In a recent podcast with Insurance Business, the CEO of Mental Health in Business, Claire Russell highlighted a silent pandemic raging behind the scenes of the insurance industry – that of mental health challenges and its impact on professionals. To draw attention to this issue and to work to establish a benchmark for what constitutes good mental health in the industry, volunteers from across the insurance sector have gathered to establish LikeMind, a market-wide mental health insurance network.

Listen now: IB Talk –Mental Health Awareness

The network, which is co-founded by two insurance professionals, Alexia Eliades (pictured above) of Swiss Re and Tim Woodgett of Liberty Specialty Markets (pictured below), is seeking to create a collective forum to provide mental wellbeing best practices. The initiative had its virtual launch yesterday and saw speakers from a range of businesses including QBE, Marsh and Tokio Marine Kiln provide their insights into some of the main ways individuals can take charge of their mental wellbeing.

Speaking at the event, Eliades outlined how LikeMind was first established when she and Woodgett met at a mental health in insurance event about 18 months ago and identified a gap in the market for a standalone network for mental health.

“We morally felt that that just could not be right,” she said. “While all of our own organisations have mental health committees, we’re still finding from speaking to people in the market that our peers feel uncomfortable in seeking help from their own organisations. And that may be because there is still a stigma, or it may be just because they simply don’t want to talk about personal things with people that they work with every day. So, this is where we hope LikeMind will come in.

“We want to be able to influence and encourage open discussions. We want to champion best practices. We want to create open and shared resources, and potentially provide training for mental health first aiders, but essentially just be an overarching support network for our industry, which we believe is the most responsible thing to do.”

Read more: It’s time to talk about mental health in the insurance sector

There is a practical cost to simply doing nothing, Eliades noted, and it is essential that people understand the magnitude of this and how it relates to the insurance market. Detailing a recent Deloitte analysis, she highlighted how it is estimated that poor mental health among employees costs the UK employer somewhere between £42 and £46 billion per annum, a rise of about 16% since 2017. For the insurance sector, this mental health crisis costs between £3,242 and £3,353 per employee per year, compared to the national average of £1,652.

Woodgett highlighted that conversations surrounding mental health and wellbeing in the insurance industry essentially come down to the head and the heart. Speaking with people about this subject, he said, he tries to appeal to different groups, whether they are numbers orientated or more interested in the human element of this problem. There is a cost to doing nothing, but this cost also registers on the human side of the equation and it is more important now than maybe ever before to focus on that.

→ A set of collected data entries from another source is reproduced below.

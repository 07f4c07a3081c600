use std::sync::Arc;

use anyhow::Context;
use axum::{extract::State, http::StatusCode, Json};
use serde::{Deserialize, Serialize};

#[derive(Clone)]
struct AppState {
    registry: prometheus::Registry,
    session: Arc<lotwatch::Session>,
}

fn main() -> anyhow::Result<()> {
    let subscriber = tracing_subscriber::fmt().with_ansi(false).finish();
    tracing::subscriber::set_global_default(subscriber)?;

    let runtime = tokio::runtime::Builder::new_current_thread()
        .enable_all()
        .build()?;

    let config_path = std::env::args()
        .nth(1)
        .unwrap_or_else(|| "config.json".to_string());

    runtime.block_on(async move {
        let config = lotwatch::Config::load(&config_path)
            .await
            .with_context(|| format!("Loading config from {:?}", config_path))?;

        tracing::info!(?config, "Starting");

        let registry = prometheus::Registry::new();
        let metrics = lotwatch::Metrics::new(&registry).context("Registering metrics")?;

        let session = Arc::new(
            lotwatch::Session::from_config(&config, metrics).context("Creating HTTP client")?,
        );

        tokio::spawn(lotwatch::session::gather(session.clone()));

        let app = axum::Router::new()
            .route("/metrics", axum::routing::get(metrics_handler))
            .route("/lots", axum::routing::get(lots))
            .route("/refresh", axum::routing::post(refresh))
            .route(
                "/auto-refresh",
                axum::routing::get(get_auto_refresh).put(put_auto_refresh),
            )
            .with_state(AppState { registry, session });

        let addr: std::net::SocketAddr = config
            .listen
            .parse()
            .with_context(|| format!("Parsing listen address {:?}", config.listen))?;

        tracing::info!("Listening on {}", addr);

        axum::Server::bind(&addr)
            .serve(app.into_make_service())
            .with_graceful_shutdown(async {
                if let Err(e) = tokio::signal::ctrl_c().await {
                    tracing::error!("Waiting for Ctrl-C {:?}", e);
                }
                tracing::info!("Shutting down");
            })
            .await?;

        Ok::<(), anyhow::Error>(())
    })
}

#[tracing::instrument(skip(state))]
async fn metrics_handler(State(state): State<AppState>) -> String {
    tracing::trace!("Getting metrics");

    let encoder = prometheus::TextEncoder::new();
    let metrics_families = state.registry.gather();
    match encoder.encode_to_string(&metrics_families) {
        Ok(r) => r,
        Err(e) => {
            tracing::error!("Encoding Metrics {:?}", e);

            String::new()
        }
    }
}

#[derive(Serialize)]
#[serde(rename_all = "camelCase")]
struct LotView<'l> {
    #[serde(flatten)]
    lot: &'l lotwatch::Listing,
    unit_price: i64,
}

#[derive(Serialize)]
#[serde(rename_all = "camelCase")]
struct LotsView<'l> {
    region: &'l str,
    item_id: &'l str,
    count: usize,
    auto_refresh: bool,
    fetching: bool,
    lots: Vec<LotView<'l>>,
}

async fn lots(State(state): State<AppState>) -> Json<serde_json::Value> {
    let session = &state.session;
    let lots = session.lots();
    let target = session.target();

    let view = LotsView {
        region: &target.region,
        item_id: &target.item_id,
        count: lots.len(),
        auto_refresh: session.auto_refresh(),
        fetching: session.is_fetching(),
        lots: lots
            .iter()
            .map(|lot| LotView {
                lot,
                unit_price: lot.unit_price(),
            })
            .collect(),
    };

    match serde_json::to_value(&view) {
        Ok(v) => Json(v),
        Err(e) => {
            tracing::error!("Serializing Lots {:?}", e);
            Json(serde_json::Value::Null)
        }
    }
}

async fn refresh(State(state): State<AppState>) -> StatusCode {
    tracing::info!("Manual refresh requested");
    state.session.request_refresh();
    StatusCode::ACCEPTED
}

#[derive(Serialize, Deserialize)]
struct AutoRefresh {
    enabled: bool,
}

async fn get_auto_refresh(State(state): State<AppState>) -> Json<AutoRefresh> {
    Json(AutoRefresh {
        enabled: state.session.auto_refresh(),
    })
}

async fn put_auto_refresh(
    State(state): State<AppState>,
    Json(toggle): Json<AutoRefresh>,
) -> Json<AutoRefresh> {
    state.session.set_auto_refresh(toggle.enabled);
    get_auto_refresh(State(state)).await
}
use std::{path::Path, time::Duration};

use serde::Deserialize;

use crate::{error::ConfigError, Target};

pub const DEFAULT_BASE_URL: &str = "https://eapi.stalcraft.net";

#[derive(Clone, Deserialize)]
pub struct Config {
    pub api_key: String,
    pub region: String,
    pub item_id: String,
    #[serde(default = "default_base_url")]
    pub base_url: String,
    #[serde(default = "default_listen")]
    pub listen: String,
    #[serde(default = "default_interval_secs")]
    pub refresh_interval_secs: u64,
    #[serde(default = "default_interval_secs")]
    pub request_timeout_secs: u64,
    #[serde(default)]
    pub auto_refresh: bool,
}

fn default_base_url() -> String {
    DEFAULT_BASE_URL.to_string()
}

fn default_listen() -> String {
    "0.0.0.0:8080".to_string()
}

fn default_interval_secs() -> u64 {
    10
}

impl Config {
    /// Loads the config, picking YAML for `.yaml`/`.yml` files and JSON for everything else
    pub async fn load(path: impl AsRef<Path>) -> Result<Self, ConfigError> {
        let path = path.as_ref();

        let raw = tokio::fs::read(path).await.map_err(|source| ConfigError::Read {
            path: path.to_path_buf(),
            source,
        })?;

        let is_yaml = matches!(
            path.extension().and_then(|e| e.to_str()),
            Some("yaml" | "yml")
        );

        let config: Self = if is_yaml {
            serde_yaml::from_slice(&raw)?
        } else {
            serde_json::from_slice(&raw)?
        };

        config.validate()?;
        Ok(config)
    }

    fn validate(&self) -> Result<(), ConfigError> {
        if self.api_key.trim().is_empty() {
            return Err(ConfigError::Invalid("api_key is empty"));
        }
        if self.region.trim().is_empty() {
            return Err(ConfigError::Invalid("region is empty"));
        }
        if self.item_id.trim().is_empty() {
            return Err(ConfigError::Invalid("item_id is empty"));
        }
        if self.refresh_interval_secs == 0 {
            return Err(ConfigError::Invalid("refresh_interval_secs must be positive"));
        }
        Ok(())
    }

    pub fn target(&self) -> Target {
        Target::new(&self.region, &self.item_id)
    }

    pub fn refresh_interval(&self) -> Duration {
        Duration::from_secs(self.refresh_interval_secs)
    }

    pub fn request_timeout(&self) -> Duration {
        Duration::from_secs(self.request_timeout_secs)
    }
}

impl std::fmt::Debug for Config {
    fn fmt(&self, f: &mut std::fmt::Formatter<'_>) -> std::fmt::Result {
        f.debug_struct("Config")
            .field("api_key", &"<redacted>")
            .field("region", &self.region)
            .field("item_id", &self.item_id)
            .field("base_url", &self.base_url)
            .field("listen", &self.listen)
            .field("refresh_interval_secs", &self.refresh_interval_secs)
            .field("request_timeout_secs", &self.request_timeout_secs)
            .field("auto_refresh", &self.auto_refresh)
            .finish()
    }
}

#[cfg(test)]
mod tests {
    use super::*;

    async fn load_str(name: &str, content: &str) -> Result<Config, ConfigError> {
        let dir = std::env::temp_dir().join(format!("lotwatch-config-{}", std::process::id()));
        std::fs::create_dir_all(&dir).unwrap();
        let path = dir.join(name);
        std::fs::write(&path, content).unwrap();

        let result = Config::load(&path).await;
        std::fs::remove_file(&path).unwrap();
        result
    }

    #[tokio::test]
    async fn json_with_defaults() {
        let config = load_str(
            "defaults.json",
            r#"{"api_key": "secret", "region": "ru", "item_id": "y1q9"}"#,
        )
        .await
        .unwrap();

        assert_eq!(config.target(), Target::new("ru", "y1q9"));
        assert_eq!(config.base_url, DEFAULT_BASE_URL);
        assert_eq!(config.listen, "0.0.0.0:8080");
        assert_eq!(config.refresh_interval(), Duration::from_secs(10));
        assert_eq!(config.request_timeout(), Duration::from_secs(10));
        assert!(!config.auto_refresh);
    }

    #[tokio::test]
    async fn yaml_overrides() {
        let config = load_str(
            "overrides.yaml",
            "api_key: secret\nregion: eu\nitem_id: 4q7p\nbase_url: http://127.0.0.1:9000\nrefresh_interval_secs: 30\nauto_refresh: true\n",
        )
        .await
        .unwrap();

        assert_eq!(config.target(), Target::new("eu", "4q7p"));
        assert_eq!(config.base_url, "http://127.0.0.1:9000");
        assert_eq!(config.refresh_interval(), Duration::from_secs(30));
        assert!(config.auto_refresh);
    }

    #[tokio::test]
    async fn missing_credential() {
        let result = load_str("missing.json", r#"{"region": "ru", "item_id": "y1q9"}"#).await;
        assert!(matches!(result, Err(ConfigError::Json(_))));

        let result = load_str(
            "empty.json",
            r#"{"api_key": " ", "region": "ru", "item_id": "y1q9"}"#,
        )
        .await;
        assert!(matches!(result, Err(ConfigError::Invalid(_))));
    }

    #[tokio::test]
    async fn missing_file() {
        let result = Config::load("/nonexistent/lotwatch/config.json").await;
        assert!(matches!(result, Err(ConfigError::Read { .. })));
    }

    #[test]
    fn debug_hides_api_key() {
        let config: Config = serde_json::from_str(
            r#"{"api_key": "very-secret", "region": "ru", "item_id": "y1q9"}"#,
        )
        .unwrap();

        let printed = format!("{:?}", config);
        assert!(!printed.contains("very-secret"));
        assert!(printed.contains("y1q9"));
    }
}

Read more: Survey reveals anxiety over disclosing mental health issues among UK workers

“One of the things that we’ve worked on as part of this launch, and as part of the resources that are available on our site is some standard practices or minimum standards,” he said. “One of the things that I felt when I was first setting up the mental health group within Liberty was [I wanted] to know what does ‘good’ look like? What can I learn from other people? We don’t need to rebuild the wheel.”

LikeMind is looking to provide some basics for those looking to establish how strong mental health support materialises within a business, he said, and what strategies should be in place to implement meaningful change. Businesses and their employees must embrace the business case of taking action, the positive change that mental health first aiders can bring, and the role that culture, environment and signposting play in creating an inclusive environment.

“All [our resources] are there for everyone to use for your own organisation to improve practices around mental health,” he said, “so please, have a look and beg, borrow or steal all of it if you think it’s appropriate for your organisation.”